--- Supplied records Enclosed Below ---

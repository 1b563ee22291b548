use thiserror::Error;

use crate::api::ApiError;
use socialhub_store::StoreError;

/// Errors surfaced by the client pipelines
#[derive(Debug, Error)]
pub enum Error {
    #[error(transparent)]
    Api(#[from] ApiError),

    #[error(transparent)]
    Store(#[from] StoreError),

    #[error("session storage error: {0:#}")]
    Session(#[from] anyhow::Error),

    #[error("background task failed: {0}")]
    Task(#[from] tokio::task::JoinError),
}

pub type Result<T, E = Error> = std::result::Result<T, E>;

impl Error {
    /// Text shown to the user; `fallback` when the server sent no detail
    pub fn user_message(&self, fallback: &str) -> String {
        let blank_detail = match self {
            Error::Api(err) => err.detail().is_some_and(|detail| detail.trim().is_empty()),
            _ => false,
        };
        if blank_detail {
            fallback.to_string()
        } else {
            self.to_string()
        }
    }
}

/// Run a synchronous store call on the blocking pool
pub(crate) async fn blocking<T, F>(f: F) -> Result<T>
where
    F: FnOnce() -> socialhub_store::Result<T> + Send + 'static,
    T: Send + 'static,
{
    Ok(tokio::task::spawn_blocking(f).await??)
}
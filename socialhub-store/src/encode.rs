use chrono::{DateTime, Utc};

pub(crate) fn encode_dt(dt: &DateTime<Utc>) -> i64 {
    dt.timestamp_millis()
}

pub(crate) fn decode_dt(column: usize, millis: i64) -> rusqlite::Result<DateTime<Utc>> {
    DateTime::<Utc>::from_timestamp_millis(millis)
        .ok_or(rusqlite::Error::IntegralValueOutOfRange(column, millis))
}

pub(crate) fn decode_optional_dt(
    column: usize,
    millis: Option<i64>,
) -> rusqlite::Result<Option<DateTime<Utc>>> {
    millis.map(|m| decode_dt(column, m)).transpose()
}

/// Escape `%`, `_` and `\` so user input is matched literally by `LIKE ... ESCAPE '\'`.
pub(crate) fn escape_like(input: &str) -> String {
    let mut escaped = String::with_capacity(input.len());
    for ch in input.chars() {
        if matches!(ch, '%' | '_' | '\\') {
            escaped.push('\\');
        }
        escaped.push(ch);
    }
    escaped
}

--- End of Enclosed Supplied records ---

#### [Exercise instructions]
Find the line that contains "pub(crate) fn escape_like(input: &str)". Write out that line and every line after it through the end of the data, exactly, and nothing else.

#### [Answer to this problem]
pub(crate) fn escape_like(input: &str) -> String {
    let mut escaped = String::with_capacity(input.len());
    for ch in input.chars() {
        if matches!(ch, '%' | '_' | '\\') {
            escaped.push('\\');
        }
        escaped.push(ch);
    }
    escaped
}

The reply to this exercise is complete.